[WHAT IS BEING ASKED]
Each line below should be restated exactly, with nothing dropped.

═══

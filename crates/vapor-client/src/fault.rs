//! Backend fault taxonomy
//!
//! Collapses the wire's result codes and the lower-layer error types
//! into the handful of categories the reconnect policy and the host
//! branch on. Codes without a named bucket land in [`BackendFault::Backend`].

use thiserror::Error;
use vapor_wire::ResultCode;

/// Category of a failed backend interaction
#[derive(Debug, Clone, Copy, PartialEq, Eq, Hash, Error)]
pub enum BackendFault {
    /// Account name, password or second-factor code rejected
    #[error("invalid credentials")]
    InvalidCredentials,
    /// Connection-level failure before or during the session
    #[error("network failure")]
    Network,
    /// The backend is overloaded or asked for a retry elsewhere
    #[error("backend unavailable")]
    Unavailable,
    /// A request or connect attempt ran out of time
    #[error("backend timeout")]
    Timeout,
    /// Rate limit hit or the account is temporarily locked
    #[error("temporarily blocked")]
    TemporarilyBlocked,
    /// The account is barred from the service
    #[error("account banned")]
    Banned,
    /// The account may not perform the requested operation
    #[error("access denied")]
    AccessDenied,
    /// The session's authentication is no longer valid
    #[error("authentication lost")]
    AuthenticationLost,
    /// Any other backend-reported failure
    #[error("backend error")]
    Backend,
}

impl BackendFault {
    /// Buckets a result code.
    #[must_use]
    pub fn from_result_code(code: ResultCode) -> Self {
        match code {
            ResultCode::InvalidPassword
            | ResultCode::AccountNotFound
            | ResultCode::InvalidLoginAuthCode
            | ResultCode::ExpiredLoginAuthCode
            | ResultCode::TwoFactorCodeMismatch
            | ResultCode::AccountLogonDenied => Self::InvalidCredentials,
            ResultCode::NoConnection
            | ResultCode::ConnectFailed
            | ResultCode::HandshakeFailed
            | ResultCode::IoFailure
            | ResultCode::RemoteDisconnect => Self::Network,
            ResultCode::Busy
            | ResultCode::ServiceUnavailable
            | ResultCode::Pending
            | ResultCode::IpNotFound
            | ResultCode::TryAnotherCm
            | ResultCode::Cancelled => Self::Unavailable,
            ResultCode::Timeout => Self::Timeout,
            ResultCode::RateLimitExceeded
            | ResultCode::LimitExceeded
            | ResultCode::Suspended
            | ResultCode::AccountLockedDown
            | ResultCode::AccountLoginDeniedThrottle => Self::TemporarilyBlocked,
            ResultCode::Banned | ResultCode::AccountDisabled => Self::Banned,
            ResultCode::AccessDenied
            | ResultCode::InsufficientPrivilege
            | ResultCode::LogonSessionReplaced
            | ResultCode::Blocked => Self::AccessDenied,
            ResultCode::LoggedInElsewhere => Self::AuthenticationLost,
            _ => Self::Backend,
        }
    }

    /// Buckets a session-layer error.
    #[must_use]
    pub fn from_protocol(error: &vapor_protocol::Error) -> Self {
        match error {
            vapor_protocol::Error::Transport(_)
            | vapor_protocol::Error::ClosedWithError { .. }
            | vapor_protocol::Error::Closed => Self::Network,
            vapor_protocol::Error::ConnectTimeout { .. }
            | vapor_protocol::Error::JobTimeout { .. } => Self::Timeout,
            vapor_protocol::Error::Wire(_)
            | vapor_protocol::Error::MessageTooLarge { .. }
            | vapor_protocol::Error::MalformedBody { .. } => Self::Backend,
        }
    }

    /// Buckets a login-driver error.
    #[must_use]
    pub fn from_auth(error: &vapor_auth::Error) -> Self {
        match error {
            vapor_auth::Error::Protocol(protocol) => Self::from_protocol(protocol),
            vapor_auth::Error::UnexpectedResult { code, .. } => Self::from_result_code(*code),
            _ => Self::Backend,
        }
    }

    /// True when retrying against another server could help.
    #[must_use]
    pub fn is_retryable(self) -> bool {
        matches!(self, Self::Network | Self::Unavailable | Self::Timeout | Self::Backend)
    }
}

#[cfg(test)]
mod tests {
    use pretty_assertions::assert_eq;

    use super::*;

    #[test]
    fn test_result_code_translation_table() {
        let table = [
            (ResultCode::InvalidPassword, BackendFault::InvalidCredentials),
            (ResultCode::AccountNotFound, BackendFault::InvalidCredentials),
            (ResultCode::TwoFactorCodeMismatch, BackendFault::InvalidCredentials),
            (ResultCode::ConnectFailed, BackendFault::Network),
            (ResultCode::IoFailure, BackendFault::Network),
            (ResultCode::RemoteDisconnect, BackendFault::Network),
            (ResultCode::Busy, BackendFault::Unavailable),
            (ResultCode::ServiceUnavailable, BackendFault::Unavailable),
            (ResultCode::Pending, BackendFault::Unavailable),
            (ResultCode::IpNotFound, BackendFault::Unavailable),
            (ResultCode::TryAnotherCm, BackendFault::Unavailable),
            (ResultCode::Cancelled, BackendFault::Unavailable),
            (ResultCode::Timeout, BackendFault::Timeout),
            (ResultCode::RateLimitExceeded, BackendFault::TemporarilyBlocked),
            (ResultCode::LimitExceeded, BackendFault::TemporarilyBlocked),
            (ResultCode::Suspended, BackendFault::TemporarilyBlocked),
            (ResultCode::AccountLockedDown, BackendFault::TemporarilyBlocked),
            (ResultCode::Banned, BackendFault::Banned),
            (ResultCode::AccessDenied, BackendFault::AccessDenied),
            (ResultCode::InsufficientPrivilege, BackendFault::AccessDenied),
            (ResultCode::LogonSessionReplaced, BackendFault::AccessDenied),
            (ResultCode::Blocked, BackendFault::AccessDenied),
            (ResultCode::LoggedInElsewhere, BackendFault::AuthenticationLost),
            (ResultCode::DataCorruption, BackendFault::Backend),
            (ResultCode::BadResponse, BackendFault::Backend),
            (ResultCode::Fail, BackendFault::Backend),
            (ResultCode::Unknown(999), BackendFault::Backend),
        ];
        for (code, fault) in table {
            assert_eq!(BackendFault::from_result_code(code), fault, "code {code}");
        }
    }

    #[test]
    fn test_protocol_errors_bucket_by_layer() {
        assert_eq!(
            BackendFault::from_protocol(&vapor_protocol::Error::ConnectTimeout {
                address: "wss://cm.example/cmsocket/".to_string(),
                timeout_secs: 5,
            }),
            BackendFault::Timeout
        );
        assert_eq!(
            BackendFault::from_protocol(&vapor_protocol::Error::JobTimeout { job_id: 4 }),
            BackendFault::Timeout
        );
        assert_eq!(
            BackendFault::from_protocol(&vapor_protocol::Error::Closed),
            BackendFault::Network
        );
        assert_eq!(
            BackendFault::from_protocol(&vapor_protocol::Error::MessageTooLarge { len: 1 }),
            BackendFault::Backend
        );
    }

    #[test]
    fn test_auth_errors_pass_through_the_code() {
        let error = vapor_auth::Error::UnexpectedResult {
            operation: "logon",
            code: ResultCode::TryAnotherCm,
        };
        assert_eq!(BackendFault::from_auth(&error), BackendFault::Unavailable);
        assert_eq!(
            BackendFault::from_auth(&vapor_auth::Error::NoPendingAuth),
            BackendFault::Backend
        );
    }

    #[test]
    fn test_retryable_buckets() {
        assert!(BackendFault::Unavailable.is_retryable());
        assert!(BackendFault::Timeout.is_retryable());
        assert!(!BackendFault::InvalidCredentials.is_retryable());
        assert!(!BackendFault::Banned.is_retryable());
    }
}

═══

[SOLUTION]
filename crates/vapor-client/src/fault.rs
//! Backend fault taxonomy
//!
//! Collapses the wire's result codes and the lower-layer error types
//! into the handful of categories the reconnect policy and the host
//! branch on. Codes without a named bucket land in [`BackendFault::Backend`].

use thiserror::Error;
use vapor_wire::ResultCode;

/// Category of a failed backend interaction
#[derive(Debug, Clone, Copy, PartialEq, Eq, Hash, Error)]
pub enum BackendFault {
    /// Account name, password or second-factor code rejected
    #[error("invalid credentials")]
    InvalidCredentials,
    /// Connection-level failure before or during the session
    #[error("network failure")]
    Network,
    /// The backend is overloaded or asked for a retry elsewhere
    #[error("backend unavailable")]
    Unavailable,
    /// A request or connect attempt ran out of time
    #[error("backend timeout")]
    Timeout,
    /// Rate limit hit or the account is temporarily locked
    #[error("temporarily blocked")]
    TemporarilyBlocked,
    /// The account is barred from the service
    #[error("account banned")]
    Banned,
    /// The account may not perform the requested operation
    #[error("access denied")]
    AccessDenied,
    /// The session's authentication is no longer valid
    #[error("authentication lost")]
    AuthenticationLost,
    /// Any other backend-reported failure
    #[error("backend error")]
    Backend,
}

impl BackendFault {
    /// Buckets a result code.
    #[must_use]
    pub fn from_result_code(code: ResultCode) -> Self {
        match code {
            ResultCode::InvalidPassword
            | ResultCode::AccountNotFound
            | ResultCode::InvalidLoginAuthCode
            | ResultCode::ExpiredLoginAuthCode
            | ResultCode::TwoFactorCodeMismatch
            | ResultCode::AccountLogonDenied => Self::InvalidCredentials,
            ResultCode::NoConnection
            | ResultCode::ConnectFailed
            | ResultCode::HandshakeFailed
            | ResultCode::IoFailure
            | ResultCode::RemoteDisconnect => Self::Network,
            ResultCode::Busy
            | ResultCode::ServiceUnavailable
            | ResultCode::Pending
            | ResultCode::IpNotFound
            | ResultCode::TryAnotherCm
            | ResultCode::Cancelled => Self::Unavailable,
            ResultCode::Timeout => Self::Timeout,
            ResultCode::RateLimitExceeded
            | ResultCode::LimitExceeded
            | ResultCode::Suspended
            | ResultCode::AccountLockedDown
            | ResultCode::AccountLoginDeniedThrottle => Self::TemporarilyBlocked,
            ResultCode::Banned | ResultCode::AccountDisabled => Self::Banned,
            ResultCode::AccessDenied
            | ResultCode::InsufficientPrivilege
            | ResultCode::LogonSessionReplaced
            | ResultCode::Blocked => Self::AccessDenied,
            ResultCode::LoggedInElsewhere => Self::AuthenticationLost,
            _ => Self::Backend,
        }
    }

    /// Buckets a session-layer error.
    #[must_use]
    pub fn from_protocol(error: &vapor_protocol::Error) -> Self {
        match error {
            vapor_protocol::Error::Transport(_)
            | vapor_protocol::Error::ClosedWithError { .. }
            | vapor_protocol::Error::Closed => Self::Network,
            vapor_protocol::Error::ConnectTimeout { .. }
            | vapor_protocol::Error::JobTimeout { .. } => Self::Timeout,
            vapor_protocol::Error::Wire(_)
            | vapor_protocol::Error::MessageTooLarge { .. }
            | vapor_protocol::Error::MalformedBody { .. } => Self::Backend,
        }
    }

    /// Buckets a login-driver error.
    #[must_use]
    pub fn from_auth(error: &vapor_auth::Error) -> Self {
        match error {
            vapor_auth::Error::Protocol(protocol) => Self::from_protocol(protocol),
            vapor_auth::Error::UnexpectedResult { code, .. } => Self::from_result_code(*code),
            _ => Self::Backend,
        }
    }

    /// True when retrying against another server could help.
    #[must_use]
    pub fn is_retryable(self) -> bool {
        matches!(self, Self::Network | Self::Unavailable | Self::Timeout | Self::Backend)
    }
}

#[cfg(test)]
mod tests {
    use pretty_assertions::assert_eq;

    use super::*;

    #[test]
    fn test_result_code_translation_table() {
        let table = [
            (ResultCode::InvalidPassword, BackendFault::InvalidCredentials),
            (ResultCode::AccountNotFound, BackendFault::InvalidCredentials),
            (ResultCode::TwoFactorCodeMismatch, BackendFault::InvalidCredentials),
            (ResultCode::ConnectFailed, BackendFault::Network),
            (ResultCode::IoFailure, BackendFault::Network),
            (ResultCode::RemoteDisconnect, BackendFault::Network),
            (ResultCode::Busy, BackendFault::Unavailable),
            (ResultCode::ServiceUnavailable, BackendFault::Unavailable),
            (ResultCode::Pending, BackendFault::Unavailable),
            (ResultCode::IpNotFound, BackendFault::Unavailable),
            (ResultCode::TryAnotherCm, BackendFault::Unavailable),
            (ResultCode::Cancelled, BackendFault::Unavailable),
            (ResultCode::Timeout, BackendFault::Timeout),
            (ResultCode::RateLimitExceeded, BackendFault::TemporarilyBlocked),
            (ResultCode::LimitExceeded, BackendFault::TemporarilyBlocked),
            (ResultCode::Suspended, BackendFault::TemporarilyBlocked),
            (ResultCode::AccountLockedDown, BackendFault::TemporarilyBlocked),
            (ResultCode::Banned, BackendFault::Banned),
            (ResultCode::AccessDenied, BackendFault::AccessDenied),
            (ResultCode::InsufficientPrivilege, BackendFault::AccessDenied),
            (ResultCode::LogonSessionReplaced, BackendFault::AccessDenied),
            (ResultCode::Blocked, BackendFault::AccessDenied),
            (ResultCode::LoggedInElsewhere, BackendFault::AuthenticationLost),
            (ResultCode::DataCorruption, BackendFault::Backend),
            (ResultCode::BadResponse, BackendFault::Backend),
            (ResultCode::Fail, BackendFault::Backend),
            (ResultCode::Unknown(999), BackendFault::Backend),
        ];
        for (code, fault) in table {
            assert_eq!(BackendFault::from_result_code(code), fault, "code {code}");
        }
    }

    #[test]
    fn test_protocol_errors_bucket_by_layer() {
        assert_eq!(
            BackendFault::from_protocol(&vapor_protocol::Error::ConnectTimeout {
                address: "wss://cm.example/cmsocket/".to_string(),
                timeout_secs: 5,
            }),
            BackendFault::Timeout
        );
        assert_eq!(
            BackendFault::from_protocol(&vapor_protocol::Error::JobTimeout { job_id: 4 }),
            BackendFault::Timeout
        );
        assert_eq!(
            BackendFault::from_protocol(&vapor_protocol::Error::Closed),
            BackendFault::Network
        );
        assert_eq!(
            BackendFault::from_protocol(&vapor_protocol::Error::MessageTooLarge { len: 1 }),
            BackendFault::Backend
        );
    }

    #[test]
    fn test_auth_errors_pass_through_the_code() {
        let error = vapor_auth::Error::UnexpectedResult {
            operation: "logon",
            code: ResultCode::TryAnotherCm,
        };
        assert_eq!(BackendFault::from_auth(&error), BackendFault::Unavailable);
        assert_eq!(
            BackendFault::from_auth(&vapor_auth::Error::NoPendingAuth),
            BackendFault::Backend
        );
    }

    #[test]
    fn test_retryable_buckets() {
        assert!(BackendFault::Unavailable.is_retryable());
        assert!(BackendFault::Timeout.is_retryable());
        assert!(!BackendFault::InvalidCredentials.is_retryable());
        assert!(!BackendFault::Banned.is_retryable());
    }
}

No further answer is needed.